The Trump administration’s secretary of Health and Human Services, Alex Azar, declared the California wildfires a public health emergency on Tuesday, saying that would allow “greater flexibility” in assisting wildfire survivors. One example: allowing displaced Medicare and Medi-Cal patients to receive care from doctors who may not be certified as Medicare or Medi-Cal providers.
“The problem unfortunately is that these fires have become year-round,” said Avol. “Where we once thought about wildfires and smoke as extreme occasional events it’s becoming more of a common circumstance we have to deal with.”
After past fires, hospitalizations and emergency room visits for asthma, pulmonary disease and cardiovascular episodes have spiked.
“There’s not much we can do except reduce exposures,” said John Balmes, professor of medicine at UCSF and professor of environmental health sciences at UC Berkeley’s School of Public Health. “Once we have this bad air there is no magic way to clear it.”
Zucker said counties could create direct outreach because they know which census tracts have the greatest concentrations of, say, residents with asthma or those already in poor air-quality corridors.
He’s had time to think about this. His organization is based in Ventura County, where the Thomas Fire last year blazed through 300,000 acres and became the largest fire in the state’s history—only to be exceeded by the Mendocino Complex fire this year.
At that time his organization’s staff and volunteers passed out over 15,000 of the N95 respirator masks in neighborhoods and in the fields where farmworkers toiled while fires raged nearby. Zucker also met with local health and agriculture industry leaders after the fires to create a plan for the next time—although they didn’t know it would be this soon.

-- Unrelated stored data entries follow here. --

//! Core types for the grid-chess rules engine.
//!
//! This crate provides the value types shared by the engine and any
//! presentation layer built on top of it:
//! - [`Side`] and [`PieceKind`] for piece identity
//! - [`Coord`] for grid cells
//! - [`Layout`] for placement-string parsing

mod coord;
mod kind;
mod layout;
mod side;

pub use coord::{Coord, CoordError, BOARD_SIZE};
pub use kind::PieceKind;
pub use layout::{Layout, LayoutError, Placement};
pub use side::Side;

Those meetings did help, he said. Last week when the Woolsey Fire in Ventura and Los Angeles counties began, some farmers gave masks to their workers. But not everyone did, which is why he calls for a uniform state policy.
“When you have a population like farmworkers who are exposed to pesticides and then layer on top of that the cumulative issue of fire smoke and that they live in polluted neighborhoods to begin with, it’s a serious public health issue,” Zucker said. “And our agencies aren’t prepared to deal with it.”
He also advocates increasing health care access, which many people expect Gov.-elect Gavin Newsom to tackle in the new year. It matters here, Zucker says, because those most impacted often have little to no coverage—particularly homeless people and undocumented immigrants who spend most of their time outside in fields, on construction sites or as day laborers.
“When people are not getting preventative care and screenings, it could be difficult to catch those serious respiratory developments,” he said. “With this increase in wildfires and climate change, it requires us to start thinking and working beyond our usual silos and seeing something like health care as not just a health equity issue, but also as a climate issue and a disaster management issue.”